While children’s music lessons were often the first thing to go for cash-strapped families at the start of the pandemic, there was a surge of interest in learning instruments from adults.

“Covid-19 does change the way you see the world quite a lot and things you might have been putting off,” said Deborah Annetts, chief executive of the Incorporated Society of Musicians (ISM).
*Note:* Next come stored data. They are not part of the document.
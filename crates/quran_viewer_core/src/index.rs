//! crates/quran_viewer_core/src/index.rs
//!
//! Static reference data for the 604-page layout: where every chapter and
//! every section starts. Must stay aligned with the numbering the content
//! providers use.

use crate::domain::TOTAL_PAGES;
use crate::ports::{PortError, PortResult};

/// A chapter (major division) of the text.
#[derive(Debug, Clone, Copy, PartialEq, Eq)]
pub struct MajorDivision {
    pub number: u16,
    pub name: &'static str,
    pub start_page: u16,
}

const fn major(number: u16, name: &'static str, start_page: u16) -> MajorDivision {
    MajorDivision {
        number,
        name,
        start_page,
    }
}

pub const MAJOR_DIVISIONS: [MajorDivision; 114] = [
    major(1, "Al-Fatihah", 1),
    major(2, "Al-Baqarah", 2),
    major(3, "Ali 'Imran", 50),
    major(4, "An-Nisa", 77),
    major(5, "Al-Ma'idah", 106),
    major(6, "Al-An'am", 128),
    major(7, "Al-A'raf", 151),
    major(8, "Al-Anfal", 177),
    major(9, "At-Tawbah", 187),
    major(10, "Yunus", 208),
    major(11, "Hud", 221),
    major(12, "Yusuf", 235),
    major(13, "Ar-Ra'd", 249),
    major(14, "Ibrahim", 255),
    major(15, "Al-Hijr", 262),
    major(16, "An-Nahl", 267),
    major(17, "Al-Isra", 282),
    major(18, "Al-Kahf", 293),
    major(19, "Maryam", 305),
    major(20, "Taha", 312),
    major(21, "Al-Anbya", 322),
    major(22, "Al-Hajj", 332),
    major(23, "Al-Mu'minun", 342),
    major(24, "An-Nur", 350),
    major(25, "Al-Furqan", 359),
    major(26, "Ash-Shu'ara", 367),
    major(27, "An-Naml", 377),
    major(28, "Al-Qasas", 385),
    major(29, "Al-'Ankabut", 396),
    major(30, "Ar-Rum", 404),
    major(31, "Luqman", 411),
    major(32, "As-Sajdah", 415),
    major(33, "Al-Ahzab", 418),
    major(34, "Saba", 428),
    major(35, "Fatir", 434),
    major(36, "Ya-Sin", 440),
    major(37, "As-Saffat", 446),
    major(38, "Sad", 453),
    major(39, "Az-Zumar", 458),
    major(40, "Ghafir", 467),
    major(41, "Fussilat", 477),
    major(42, "Ash-Shuraa", 483),
    major(43, "Az-Zukhruf", 489),
    major(44, "Ad-Dukhan", 496),
    major(45, "Al-Jathiyah", 499),
    major(46, "Al-Ahqaf", 502),
    major(47, "Muhammad", 507),
    major(48, "Al-Fath", 511),
    major(49, "Al-Hujurat", 515),
    major(50, "Qaf", 518),
    major(51, "Adh-Dhariyat", 520),
    major(52, "At-Tur", 523),
    major(53, "An-Najm", 526),
    major(54, "Al-Qamar", 528),
    major(55, "Ar-Rahman", 531),
    major(56, "Al-Waqi'ah", 534),
    major(57, "Al-Hadid", 537),
    major(58, "Al-Mujadila", 542),
    major(59, "Al-Hashr", 545),
    major(60, "Al-Mumtahanah", 549),
    major(61, "As-Saf", 551),
    major(62, "Al-Jumu'ah", 553),
    major(63, "Al-Munafiqun", 554),
    major(64, "At-Taghabun", 556),
    major(65, "At-Talaq", 558),
    major(66, "At-Tahrim", 560),
    major(67, "Al-Mulk", 562),
    major(68, "Al-Qalam", 564),
    major(69, "Al-Haqqah", 566),
    major(70, "Al-Ma'arij", 568),
    major(71, "Nuh", 570),
    major(72, "Al-Jinn", 572),
    major(73, "Al-Muzzammil", 574),
    major(74, "Al-Muddaththir", 575),
    major(75, "Al-Qiyamah", 577),
    major(76, "Al-Insan", 578),
    major(77, "Al-Mursalat", 580),
    major(78, "An-Naba", 582),
    major(79, "An-Nazi'at", 583),
    major(80, "'Abasa", 585),
    major(81, "At-Takwir", 586),
    major(82, "Al-Infitar", 587),
    major(83, "Al-Mutaffifin", 587),
    major(84, "Al-Inshiqaq", 589),
    major(85, "Al-Buruj", 590),
    major(86, "At-Tariq", 591),
    major(87, "Al-A'la", 591),
    major(88, "Al-Ghashiyah", 592),
    major(89, "Al-Fajr", 593),
    major(90, "Al-Balad", 594),
    major(91, "Ash-Shams", 595),
    major(92, "Al-Layl", 595),
    major(93, "Ad-Duhaa", 596),
    major(94, "Ash-Sharh", 596),
    major(95, "At-Tin", 597),
    major(96, "Al-'Alaq", 597),
    major(97, "Al-Qadr", 598),
    major(98, "Al-Bayyinah", 598),
    major(99, "Az-Zalzalah", 599),
    major(100, "Al-'Adiyat", 599),
    major(101, "Al-Qari'ah", 600),
    major(102, "At-Takathur", 600),
    major(103, "Al-'Asr", 601),
    major(104, "Al-Humazah", 601),
    major(105, "Al-Fil", 601),
    major(106, "Quraysh", 602),
    major(107, "Al-Ma'un", 602),
    major(108, "Al-Kawthar", 602),
    major(109, "Al-Kafirun", 603),
    major(110, "An-Nasr", 603),
    major(111, "Al-Masad", 603),
    major(112, "Al-Ikhlas", 604),
    major(113, "Al-Falaq", 604),
    major(114, "An-Nas", 604),
];

/// Start page of each of the 30 sections (structural divisions).
pub const STRUCTURAL_DIVISION_START_PAGES: [u16; 30] = [
    1, 22, 42, 62, 82, 102, 121, 142, 162, 182, 201, 222, 242, 262, 282, 302, 322, 342, 362, 382,
    402, 422, 442, 462, 482, 502, 522, 542, 562, 582,
];

/// Clamps any requested page number into `[1, TOTAL_PAGES]`.
pub fn clamp_page(n: i64) -> u16 {
    n.clamp(1, TOTAL_PAGES as i64) as u16
}

pub fn page_for_major_division(number: u16) -> PortResult<u16> {
    major_division(number).map(|d| d.start_page)
}

pub fn page_for_structural_division(number: u16) -> PortResult<u16> {
    if number == 0 {
        return Err(PortError::NotFound("Section 0 does not exist".to_string()));
    }
    STRUCTURAL_DIVISION_START_PAGES
        .get(usize::from(number) - 1)
        .copied()
        .ok_or_else(|| PortError::NotFound(format!("Section {} does not exist", number)))
}

pub fn major_division(number: u16) -> PortResult<&'static MajorDivision> {
    if number == 0 {
        return Err(PortError::NotFound("Chapter 0 does not exist".to_string()));
    }
    MAJOR_DIVISIONS
        .get(usize::from(number) - 1)
        .ok_or_else(|| PortError::NotFound(format!("Chapter {} does not exist", number)))
}

/// The section a page belongs to.
pub fn structural_division_for_page(page: u16) -> u16 {
    let page = clamp_page(i64::from(page));
    let position = STRUCTURAL_DIVISION_START_PAGES.partition_point(|&start| start <= page);
    position as u16
}

/// Chapters starting on `page`, or the chapter running through it when none
/// starts there. Used as a fallback when a provider omits the chapter name.
pub fn major_divisions_on_page(page: u16) -> Vec<&'static MajorDivision> {
    let page = clamp_page(i64::from(page));
    let starting: Vec<&'static MajorDivision> = MAJOR_DIVISIONS
        .iter()
        .filter(|d| d.start_page == page)
        .collect();
    if !starting.is_empty() {
        return starting;
    }
    let last_started = MAJOR_DIVISIONS.partition_point(|d| d.start_page <= page);
    last_started
        .checked_sub(1)
        .and_then(|i| MAJOR_DIVISIONS.get(i))
        .into_iter()
        .collect()
}

pub fn next_page(page: u16) -> u16 {
    clamp_page(i64::from(page) + 1)
}

pub fn previous_page(page: u16) -> u16 {
    clamp_page(i64::from(page) - 1)
}

#[cfg(test)]
mod tests {
    use super::*;

    #[test]
    fn clamp_is_identity_inside_range() {
        for n in 1..=TOTAL_PAGES {
            assert_eq!(clamp_page(i64::from(n)), n);
        }
    }

    #[test]
    fn clamp_bounds_out_of_range_values() {
        assert_eq!(clamp_page(0), 1);
        assert_eq!(clamp_page(-40), 1);
        assert_eq!(clamp_page(605), TOTAL_PAGES);
        assert_eq!(clamp_page(i64::MAX), TOTAL_PAGES);
    }

    #[test]
    fn major_division_lookup() {
        assert_eq!(page_for_major_division(1).unwrap(), 1);
        assert_eq!(page_for_major_division(2).unwrap(), 2);
        assert_eq!(page_for_major_division(18).unwrap(), 293);
        assert_eq!(page_for_major_division(114).unwrap(), 604);
        assert!(matches!(page_for_major_division(0), Err(PortError::NotFound(_))));
        assert!(matches!(page_for_major_division(115), Err(PortError::NotFound(_))));
    }

    #[test]
    fn structural_division_lookup() {
        assert_eq!(page_for_structural_division(1).unwrap(), 1);
        assert_eq!(page_for_structural_division(30).unwrap(), 582);
        assert!(matches!(page_for_structural_division(0), Err(PortError::NotFound(_))));
        assert!(matches!(page_for_structural_division(31), Err(PortError::NotFound(_))));
    }

    #[test]
    fn tables_are_sorted_and_in_range() {
        for pair in MAJOR_DIVISIONS.windows(2) {
            assert!(pair[0].start_page <= pair[1].start_page);
            assert_eq!(pair[0].number + 1, pair[1].number);
        }
        for pair in STRUCTURAL_DIVISION_START_PAGES.windows(2) {
            assert!(pair[0] < pair[1]);
        }
        assert!(MAJOR_DIVISIONS.iter().all(|d| d.start_page <= TOTAL_PAGES));
    }

    #[test]
    fn section_for_page() {
        assert_eq!(structural_division_for_page(1), 1);
        assert_eq!(structural_division_for_page(21), 1);
        assert_eq!(structural_division_for_page(22), 2);
        assert_eq!(structural_division_for_page(604), 30);
    }

    #[test]
    fn chapters_on_page() {
        let first: Vec<u16> = major_divisions_on_page(1).iter().map(|d| d.number).collect();
        assert_eq!(first, vec![1]);
        let mid_baqarah: Vec<u16> = major_divisions_on_page(10).iter().map(|d| d.number).collect();
        assert_eq!(mid_baqarah, vec![2]);
        let last: Vec<u16> = major_divisions_on_page(604).iter().map(|d| d.number).collect();
        assert_eq!(last, vec![112, 113, 114]);
    }

    #[test]
    fn navigation_is_bounded() {
        assert_eq!(next_page(604), 604);
        assert_eq!(previous_page(1), 1);
        assert_eq!(next_page(10), 11);
    }
}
Read more: 80 per cent rise in instrument sales as home learning booms

09:27 AM

Manchester students lockdown: 1,700 self-isolating after triple figure Covid cases

Around 1700 university students are self-isolating at Manchester Metropolitan University after more than a hundred tested positive for coronavirus.

The students have been told to stay indoors for 14 days, even if they have no symptoms.

Students Thea Walton and Ellie Jackson say they can’t leave the campus, not even to buy food, and it feels “like a prison”. The only positive thing, they say, is they are now allowed to mix with other flats, as the area has been treated as one household. 

 

09:24 AM

End of furlough scheme brings painful forecast for economy

It is small wonder that Rishi Sunak, the Chancellor, decided to skip the Budget. The numbers are almost too awful to contemplate, opines Jeremy Warner.

Less than halfway into the financial year, the UK Government has already borrowed more than it did in the whole of 2009-10, the peak of the financial crisis.

With not much if any growth in prospect for the remainder of this year, Capital Economics reckons the full-year total could reach £370bn, or 18.4pc of GDP, the worst deficit by some way of any G7 country.

The Chancellor didn’t want to talk about how it’s all going to be paid for in his economic update last week, except to remark that the furloughed workers scheme – which is being replaced with something less generous – was not sustainable.

On the Keynesian principle of “look after the present and the future will take care of itself”, he’s decided to leave the question on hold.

Given the poisonous politics of the required austerity, and the dreadful precedent of default, I can’t really see any alternative to haircutting creditors via the backdoor of inflation. It’s a terrible thing for governments to do nonetheless.

09:11 AM

Brady amendment vote: Tory Covid rebels face ‘nuclear’ option

Boris Johnson is preparing to effectively dare rebels to vote down his entire package of Covid-19 measures this week if the Commons Speaker blocks a vote designed to give MPs a say on new restrictions, reports our Sunday political editor Edward Malnick.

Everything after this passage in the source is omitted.